Indonesia Alami Defisit Neraca Perdagangan Terbesar sejak 1975
Oleh
Hendriyo Widi
·4 menit baca
JAKARTA, KOMPAS — Neraca perdagangan Indonesia pada Januari-Desember 2018 defisit 8,57 miliar dollar AS atau setara Rp 120,6 triliun. Nilai tersebut merupakan defisit terdalam neraca perdagangan Indonesia sejak 1975.
Defisit neraca perdagangan itu terutama disebabkan defisit neraca minyak dan gas bumi (migas). Besaran nilai defisit migas itu tidak mampu ditutup dari surplus neraca nonmigas. Sebab, kendati surplus, kinerja nonmigas anjlok selama 2018. Impor nonmigas tumbuh lebih tinggi dibandingkan ekspor nonmigas.
Badan Pusat Statistik (BPS) mencatat, defisit neraca perdagangan migas pada 2018 sebesar 12,4 miliar dollar AS. Adapun neraca perdagangan nonmigas surplus 3,83 miliar dollar AS. Hal itu menyebabkan neraca perdagangan Indonesia pada 2018 defisit hingga 172,38 persen dibandingkan 2017 atau sebesar 8,57 miliar dollar AS.
Kepala BPS Suhariyanto mengatakan, terjadi peningkatan seluruh komponen impor migas.

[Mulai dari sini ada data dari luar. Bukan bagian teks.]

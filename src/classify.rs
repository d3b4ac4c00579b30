// src/classify.rs
// =============================================================================
// Merges crawl and sitemap results and labels each URL.
//
// For every distinct canonical URL:
//   domain root         -> dropped
//   is_landing_page()   -> landing_page
//   else is_blog()      -> blog
//   else                -> dropped
//
// If the same URL ever arrives with both labels, landing_page wins no matter
// which one arrived first. Output keeps first-occurrence order.
// =============================================================================

use crate::policy::{canonicalize, UrlPolicy};
use serde::{Deserialize, Serialize};
use std::collections::HashMap;

/// Semantic category of a discovered page.
#[derive(Debug, Clone, Copy, PartialEq, Eq, Serialize, Deserialize)]
#[serde(rename_all = "snake_case")]
pub enum PageType {
    /// Primary marketing / product page
    LandingPage,
    /// Blog post or article
    Blog,
}

/// One entry of the final output.
#[derive(Debug, Clone, PartialEq, Eq, Serialize, Deserialize)]
pub struct ClassifiedUrl {
    pub link: String,
    #[serde(rename = "type")]
    pub page_type: PageType,
}

// Ordered, deduplicating collection that applies the landing_page tie-break
#[derive(Debug, Default)]
pub struct ClassifiedSet {
    entries: Vec<ClassifiedUrl>,
    index: HashMap<String, usize>,
}

impl ClassifiedSet {
    pub fn new() -> Self {
        Self::default()
    }

    pub fn insert(&mut self, link: String, page_type: PageType) {
        match self.index.get(&link) {
            Some(&pos) => {
                if page_type == PageType::LandingPage {
                    self.entries[pos].page_type = PageType::LandingPage;
                }
            }
            None => {
                self.index.insert(link.clone(), self.entries.len());
                self.entries.push(ClassifiedUrl { link, page_type });
            }
        }
    }

    pub fn len(&self) -> usize {
        self.entries.len()
    }

    pub fn is_empty(&self) -> bool {
        self.entries.is_empty()
    }

    pub fn into_vec(self) -> Vec<ClassifiedUrl> {
        self.entries
    }
}

// Label for one URL, or None if it belongs in neither category
pub fn classify_url(url: &str, domain: &str, policy: &UrlPolicy) -> Option<PageType> {
    let url = canonicalize(url);
    if url == canonicalize(domain) {
        None
    } else if policy.is_landing_page(&url) {
        Some(PageType::LandingPage)
    } else if policy.is_blog(&url) {
        Some(PageType::Blog)
    } else {
        None
    }
}

// Union of both discovery paths, classified
//
// Parameters:
//   crawled: URLs from the domain crawler
//   sitemap: URLs from the sitemap resolver
//   domain: the domain root, which never appears in the output
pub fn merge_and_classify(
    crawled: &[String],
    sitemap: &[String],
    domain: &str,
    policy: &UrlPolicy,
) -> Vec<ClassifiedUrl> {
    let mut set = ClassifiedSet::new();

    for url in crawled.iter().chain(sitemap) {
        if let Some(page_type) = classify_url(url, domain, policy) {
            set.insert(canonicalize(url), page_type);
        }
    }

    set.into_vec()
}

pub fn filter_blog_urls(urls: &[String], policy: &UrlPolicy) -> Vec<String> {
    urls.iter().filter(|url| policy.is_blog(url)).cloned().collect()
}

pub fn filter_landing_page_urls(urls: &[String], policy: &UrlPolicy) -> Vec<String> {
    urls.iter()
        .filter(|url| policy.is_landing_page(url))
        .cloned()
        .collect()
}

#[cfg(test)]
mod tests {
    use super::*;
    use crate::policy::tests::test_policy;

    fn owned(urls: &[&str]) -> Vec<String> {
        urls.iter().map(|s| s.to_string()).collect()
    }

    #[test]
    fn test_merge_classifies_and_drops_root() {
        let crawled = owned(&[
            "https://example.com",
            "https://example.com/blog/my-post",
            "https://example.com/about/team/leadership",
        ]);

        let result = merge_and_classify(&crawled, &[], "https://example.com", &test_policy());

        assert_eq!(
            result,
            vec![
                ClassifiedUrl {
                    link: "https://example.com/blog/my-post".to_string(),
                    page_type: PageType::Blog,
                },
                ClassifiedUrl {
                    link: "https://example.com/about/team/leadership".to_string(),
                    page_type: PageType::LandingPage,
                },
            ]
        );
    }

    #[test]
    fn test_merge_dedupes_across_sources() {
        let crawled = owned(&["https://example.com/pricing", "https://example.com/blog/a-post"]);
        let sitemap = owned(&[
            "https://example.com/Pricing/",
            "https://example.com/blog/a-post?utm=1",
            "https://example.com/docs/guide",
        ]);

        let result = merge_and_classify(&crawled, &sitemap, "https://example.com", &test_policy());
        let links: Vec<_> = result.iter().map(|c| c.link.as_str()).collect();

        assert_eq!(
            links,
            vec![
                "https://example.com/pricing",
                "https://example.com/blog/a-post",
                "https://example.com/docs/guide",
            ]
        );
    }

    #[test]
    fn test_url_matching_both_rules_is_landing_page() {
        let policy = test_policy();
        // "/insights" is a blog postfix but not excluded from landing pages
        let url = "https://example.com/insights/annual-report";
        assert!(policy.is_landing_page(url));
        assert!(policy.is_blog(url));

        let result = merge_and_classify(&owned(&[url]), &[], "https://example.com", &policy);
        assert_eq!(result[0].page_type, PageType::LandingPage);
    }

    #[test]
    fn test_landing_page_wins_regardless_of_arrival_order() {
        let mut set = ClassifiedSet::new();
        set.insert("https://example.com/x".to_string(), PageType::Blog);
        set.insert("https://example.com/x".to_string(), PageType::LandingPage);
        set.insert("https://example.com/x".to_string(), PageType::Blog);

        let entries = set.into_vec();
        assert_eq!(entries.len(), 1);
        assert_eq!(entries[0].page_type, PageType::LandingPage);
    }

    #[test]
    fn test_unclassifiable_urls_are_dropped() {
        let policy = test_policy();
        // excluded from landing pages, and the blog rule rejects author pages
        let url = "https://example.com/blog/author/jane";
        assert_eq!(classify_url(url, "https://example.com", &policy), None);
        assert_eq!(classify_url("https://example.com/report.pdf", "https://example.com", &policy), None);
    }

    #[test]
    fn test_serializes_with_type_field() {
        let entry = ClassifiedUrl {
            link: "https://example.com/blog/my-post".to_string(),
            page_type: PageType::Blog,
        };
        let json = serde_json::to_value(&entry).unwrap();
        assert_eq!(
            json,
            serde_json::json!({"link": "https://example.com/blog/my-post", "type": "blog"})
        );
    }

    #[test]
    fn test_filter_helpers() {
        let policy = test_policy();
        let urls = owned(&["https://example.com/blog/one", "https://example.com/pricing"]);
        assert_eq!(filter_blog_urls(&urls, &policy), vec!["https://example.com/blog/one"]);
        assert_eq!(
            filter_landing_page_urls(&urls, &policy),
            vec!["https://example.com/pricing"]
        );
    }
}
//! HTTP client for the membership backend.
//!
//! One endpoint, one request shape. No retries: every failure is reported
//! back to the caller and ends the current action.

pub mod protocol;

use std::time::Duration;

use anyhow::{Context, Result};
use serde::Serialize;
use serde::de::DeserializeOwned;
use serde_json::Value;
use tracing::{debug, warn};

pub use self::protocol::{Action, AdminMessage, HealthReport};
use self::protocol::RequestEnvelope;
use crate::config::Config;
use crate::error::{ClientError, ClientResult};

/// Standard User-Agent header for spimf requests.
pub const USER_AGENT: &str = concat!("spimf/", env!("CARGO_PKG_VERSION"));

/// Stateless backend client.
#[derive(Debug, Clone)]
pub struct BackendClient {
    endpoint: String,
    http: reqwest::Client,
}

impl BackendClient {
    /// Builds a client for `endpoint` with an optional per-request timeout.
    ///
    /// # Errors
    /// Returns an error if the HTTP client cannot be constructed.
    pub fn new(endpoint: impl Into<String>, timeout: Option<Duration>) -> Result<Self> {
        let mut builder = reqwest::Client::builder().user_agent(USER_AGENT);
        if let Some(timeout) = timeout {
            builder = builder.timeout(timeout);
        }
        let http = builder.build().context("build HTTP client")?;

        Ok(Self {
            endpoint: endpoint.into(),
            http,
        })
    }

    /// Builds a client from the resolved endpoint and timeout in `config`.
    ///
    /// # Errors
    /// Returns an error if the endpoint is invalid or the client cannot be built.
    pub fn from_config(config: &Config) -> Result<Self> {
        let endpoint = config.resolve_endpoint()?;
        Self::new(endpoint, config.request_timeout())
    }

    pub fn endpoint(&self) -> &str {
        &self.endpoint
    }

    /// Sends `action` with `data` and decodes the success payload as `R`.
    ///
    /// # Errors
    /// `Backend` when the backend reports `success: false`, `Transport` for
    /// anything that prevents a well-formed answer.
    pub async fn call<P, R>(&self, action: Action, data: &P) -> ClientResult<R>
    where
        P: Serialize + ?Sized,
        R: DeserializeOwned,
    {
        let body = self.send(action, data).await?;
        parse_response(action, &body)
    }

    /// Sends `action` and only checks that the endpoint answered with a 2xx
    /// status. The body, including its `success` flag, is ignored.
    ///
    /// # Errors
    /// `Transport` for a non-2xx status or a network failure.
    pub async fn ping<P>(&self, action: Action, data: &P) -> ClientResult<()>
    where
        P: Serialize + ?Sized,
    {
        self.send(action, data).await.map(|_| ())
    }

    async fn send<P>(&self, action: Action, data: &P) -> ClientResult<String>
    where
        P: Serialize + ?Sized,
    {
        debug!(%action, endpoint = %self.endpoint, "sending backend request");

        let envelope = RequestEnvelope {
            action: action.as_str(),
            data,
        };
        let response = self
            .http
            .post(&self.endpoint)
            .json(&envelope)
            .send()
            .await
            .map_err(|e| transport_error(action, describe_reqwest_error(&e)))?;

        let status = response.status();
        if !status.is_success() {
            let body = response.text().await.unwrap_or_default();
            debug!(%action, body = %truncate(&body, 500), "error response body");
            return Err(transport_error(action, format!("HTTP {status}")));
        }

        response
            .text()
            .await
            .map_err(|e| transport_error(action, describe_reqwest_error(&e)))
    }
}

/// Interprets a response body according to the `success`/`message` contract.
pub(crate) fn parse_response<R: DeserializeOwned>(action: Action, body: &str) -> ClientResult<R> {
    let value: Value = serde_json::from_str(body)
        .map_err(|e| transport_error(action, format!("invalid JSON: {e}")))?;

    let Some(success) = value.get("success").and_then(Value::as_bool) else {
        return Err(transport_error(action, "missing boolean `success`"));
    };

    if !success {
        let message = value
            .get("message")
            .and_then(Value::as_str)
            .map(ToString::to_string);
        debug!(%action, ?message, "backend reported failure");
        return Err(ClientError::backend(message));
    }

    serde_json::from_value(value)
        .map_err(|e| transport_error(action, format!("unexpected response shape: {e}")))
}

fn transport_error(action: Action, detail: impl Into<String>) -> ClientError {
    let detail = detail.into();
    warn!(%action, %detail, "backend request failed");
    ClientError::transport(detail)
}

fn describe_reqwest_error(err: &reqwest::Error) -> String {
    if err.is_timeout() {
        "request timed out".to_string()
    } else if err.is_connect() {
        format!("connection error: {err}")
    } else {
        format!("request error: {err}")
    }
}

fn truncate(text: &str, max_chars: usize) -> String {
    if text.chars().count() <= max_chars {
        text.to_string()
    } else {
        let head: String = text.chars().take(max_chars).collect();
        format!("{head}...")
    }
}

Nilai impor minyak mentah 2,1 miliar dollar AS atau meningkat 29,7 persen, hasil minyak 3,05 miliar dollar AS (21,02 persen), dan gas 340,3 juta dollar AS (12,49 persen).

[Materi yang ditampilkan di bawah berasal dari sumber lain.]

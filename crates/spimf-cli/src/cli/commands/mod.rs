//! CLI command handlers.

pub mod auth;
pub mod config;
pub mod dashboard;
pub mod edit;
pub mod system;

use std::io::{self, BufRead, Write};

use anyhow::{Context, Result};
use spimf_core::config::Config;
use spimf_core::portal::Portal;

/// Builds the portal and restores any saved session.
pub(crate) fn open_portal(config: &Config) -> Result<Portal> {
    let mut portal = Portal::from_config(config).context("create backend client")?;
    portal.restore().context("restore session")?;
    Ok(portal)
}

/// Prints `label` and reads one line from stdin (empty on EOF).
pub(crate) fn prompt(label: &str) -> Result<String> {
    print!("{label}");
    io::stdout().flush()?;

    let mut input = String::new();
    io::stdin().lock().read_line(&mut input)?;
    Ok(input.trim_end_matches(['\r', '\n']).to_string())
}
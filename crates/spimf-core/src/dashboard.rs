//! Plain-text views of the session, health report and admin messages.

use std::fmt::Write as _;

use chrono::{DateTime, TimeDelta, Utc};
use comfy_table::{ContentArrangement, Table};

use crate::client::{AdminMessage, HealthReport};
use crate::session::Session;

const ABOUT_TEXT: &str = "Sistem Pengurusan Identiti Membership FareezOnzz (SPIMF) adalah platform pengurusan keahlian profesional.";
const MEMBER_GREETING: &str =
    "Selamat kembali di Sistem Pengurusan Identiti Membership FareezOnzz (SPIMF)";

/// Renders the dashboard matching the session kind.
pub fn render_session(session: &Session, now: DateTime<Utc>) -> String {
    if session.is_guest {
        render_guest()
    } else {
        render_member(session, now)
    }
}

/// Guest view. Never lists member fields.
pub fn render_guest() -> String {
    let mut out = String::new();
    let _ = writeln!(out, "Welcome, Guest!");
    let _ = writeln!(out, "You are in limited access mode");
    let _ = writeln!(out);
    let _ = writeln!(out, "About SPIMF");
    let _ = writeln!(out, "{ABOUT_TEXT}");
    out
}

pub fn render_member(session: &Session, now: DateTime<Utc>) -> String {
    let member = &session.member;
    let mut out = String::new();

    let _ = writeln!(
        out,
        "Welcome back, {}!",
        member.display_name().unwrap_or("Member")
    );
    let _ = writeln!(out, "{MEMBER_GREETING}");
    let _ = writeln!(out);
    let _ = writeln!(out, "Status: {}", member.status().unwrap_or("unknown"));
    let _ = writeln!(
        out,
        "Session expires in {}",
        format_duration(session.remaining_at(now))
    );
    let _ = writeln!(out);

    if member.is_empty() {
        let _ = writeln!(out, "No member information available.");
        return out;
    }

    let mut table = Table::new();
    table.set_content_arrangement(ContentArrangement::Dynamic);
    table.set_header(vec!["Field", "Value"]);
    for (field, value) in member.profile_fields() {
        table.add_row(vec![field, value]);
    }
    let _ = writeln!(out, "{table}");
    out
}

pub fn render_health(report: &HealthReport) -> String {
    let mut out = String::new();
    let _ = writeln!(out, "System is {}", report.spreadsheet);
    let _ = writeln!(out, "{} rows, {} columns", report.rows, report.columns);
    let _ = writeln!(
        out,
        "Operational: {}",
        if report.operational_hours { "Yes" } else { "No" }
    );
    let _ = writeln!(out, "Checked at: {}", report.timestamp);
    out
}

pub fn render_messages(messages: &[AdminMessage]) -> String {
    if messages.is_empty() {
        return "No messages.\n".to_string();
    }

    let mut out = String::new();
    for msg in messages {
        let _ = writeln!(out, "[{}] {}", msg.timestamp, msg.message);
    }
    out
}

/// Formats a duration as `{h}h {m}m`.
pub fn format_duration(delta: TimeDelta) -> String {
    let minutes = delta.num_minutes().max(0);
    format!("{}h {}m", minutes / 60, minutes % 60)
}
//! Dashboard, refresh and messages handlers.

use anyhow::Result;
use chrono::Utc;
use spimf_core::config::Config;
use spimf_core::{countdown, dashboard};

use super::open_portal;

const NOT_LOGGED_IN: &str = "Not logged in. Run `spimf login` or `spimf guest`.";

pub fn show(config: &Config) -> Result<()> {
    let portal = open_portal(config)?;

    println!("{}", countdown::report_now().label);
    println!();
    match portal.session() {
        Some(session) => print!("{}", dashboard::render_session(session, Utc::now())),
        None => println!("{NOT_LOGGED_IN}"),
    }
    Ok(())
}

pub async fn refresh(config: &Config) -> Result<()> {
    let mut portal = open_portal(config)?;
    let session = portal.refresh_member().await?;

    println!("✓ Member data refreshed");
    println!();
    print!("{}", dashboard::render_session(session, Utc::now()));
    Ok(())
}

pub async fn messages(config: &Config) -> Result<()> {
    let portal = open_portal(config)?;
    let messages = portal.admin_messages().await?;

    print!("{}", dashboard::render_messages(&messages));
    Ok(())
}
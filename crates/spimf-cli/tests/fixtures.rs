//! Backend mock helpers for integration tests.

#![allow(dead_code)]

use serde_json::{Value, json};
use tempfile::TempDir;
use wiremock::matchers::{body_partial_json, method};
use wiremock::{Mock, MockServer, ResponseTemplate};

/// Creates a temp SPIMF_HOME directory for test isolation.
pub fn temp_spimf_home() -> TempDir {
    TempDir::new().expect("create temp spimf home")
}

pub fn can_bind_localhost() -> bool {
    std::net::TcpListener::bind("127.0.0.1:0").is_ok()
}

pub fn member_json() -> Value {
    json!({
        "your_name_nama_anda": "Aisyah",
        "status_account": "Active",
        "phone": "0123456789",
        "kode_user": "KU-77"
    })
}

/// Mounts a 200 response for `action`.
pub async fn mount_action(server: &MockServer, action: &str, body: Value) {
    Mock::given(method("POST"))
        .and(body_partial_json(json!({ "action": action })))
        .respond_with(ResponseTemplate::new(200).set_body_json(body))
        .mount(server)
        .await;
}

pub async fn mount_member_login(server: &MockServer) {
    mount_action(
        server,
        "login",
        json!({"success": true, "member": member_json()}),
    )
    .await;
}

pub async fn mount_guest_login(server: &MockServer) {
    mount_action(
        server,
        "guestLogin",
        json!({"success": true, "member": {"your_name_nama_anda": "Guest"}}),
    )
    .await;
}
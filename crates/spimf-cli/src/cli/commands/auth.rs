//! Login, guest and logout handlers.

use anyhow::Result;
use chrono::Utc;
use spimf_core::config::Config;
use spimf_core::dashboard;
use spimf_core::member::LoginMethod;

use super::{open_portal, prompt};

pub async fn login(
    config: &Config,
    method: Option<LoginMethod>,
    identifier: Option<String>,
    password: Option<String>,
) -> Result<()> {
    let method = method.unwrap_or(config.default_method);
    let mut portal = open_portal(config)?;

    if portal.session().is_some() {
        println!("An existing session will be replaced.");
    }

    let identifier = match identifier {
        Some(identifier) => identifier,
        None => prompt(&format!("{} ({}): ", method.label(), method.placeholder()))?,
    };
    let password = match password {
        Some(password) => password,
        None if method.requires_password() => prompt("Password: ")?,
        None => String::new(),
    };

    let session = portal.login(method, &identifier, &password).await?;

    println!(
        "✓ Logged in as {}",
        session.member.display_name().unwrap_or("Member")
    );
    println!();
    print!("{}", dashboard::render_session(session, Utc::now()));
    Ok(())
}

pub async fn guest(config: &Config) -> Result<()> {
    let mut portal = open_portal(config)?;
    let session = portal.login_guest().await?;

    println!("✓ Entered guest mode");
    println!();
    print!("{}", dashboard::render_session(session, Utc::now()));
    Ok(())
}

pub fn logout(config: &Config) -> Result<()> {
    let mut portal = open_portal(config)?;

    if portal.logout()? {
        println!("✓ Logged out");
    } else {
        println!("Not logged in.");
    }
    Ok(())
}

Kenaikan nilai impor migas itu disebabkan pergerakan harga minyak mentah dunia. Kalau harga minyak dunia turun, impor akan turun, begitu juga sebaliknya.
”Pemerintah perlu mencermati hal itu karena pergerakan harga minyak masih akan berpengaruh besar terhadap neraca perdagangan pada tahun-tahun berikutnya,” kata Suhariyanto dalam konferensi pers di Jakarta, Selasa (15/1/2019).
Di sektor nonmigas, surplus neraca perdagangan semakin kecil. Data BPS menunjukkan, pada 2018, surplus neraca nonmigas 3,837 miliar dollar AS. Surplus itu jauh lebih kecil dibandingkan surplus neraca perdagangan migas pada 2017.
Hal itu terjadi karena impor meningkat cukup signifikan, yaitu 19,71 persen, yaitu dari 132,66 miliar dollar AS pada 2017 menjadi 158,81 miliar dollar AS pada 2018. Adapun ekspor hanya tumbuh 6,25 persen, dari 153,08 miliar dollar AS pada 2017 menjadi 162,65 miliar dollar AS pada 2018.
”Berdasarkan golongan barang, maka peningkatan impor nonmigas pada 2018 yang terbesar terjadi pada besi dan baja (28,31 persen), kemudian plastik dan barang dari plastik (5,8 persen), serta kendaraan dan bagiannya (5,08 persen),” kata Suhariyanto.
Harga minyak mentah
Head of Industry and Regional Research Department Office of Chief Economist PT Bank Mandiri (Persero) Tbk, Dendi Ramdani, mengemukakan, peningkatan impor migas pada 2018 yang senilai 29,81 miliar juta dollar AS itu membuat impor migas menyumbang 17,4 persen defisit neraca perdagangan 2018.
Salah satu faktor yang membuat nilai impor migas tinggi adalah harga minyak mentah dunia. Meski harga minyak pada Desember 2018 turun menjadi 54,81 dollar AS per barel, rata-rata harga minyak dunia sepanjang 2018 sebesar 71,7 dollar AS per barel.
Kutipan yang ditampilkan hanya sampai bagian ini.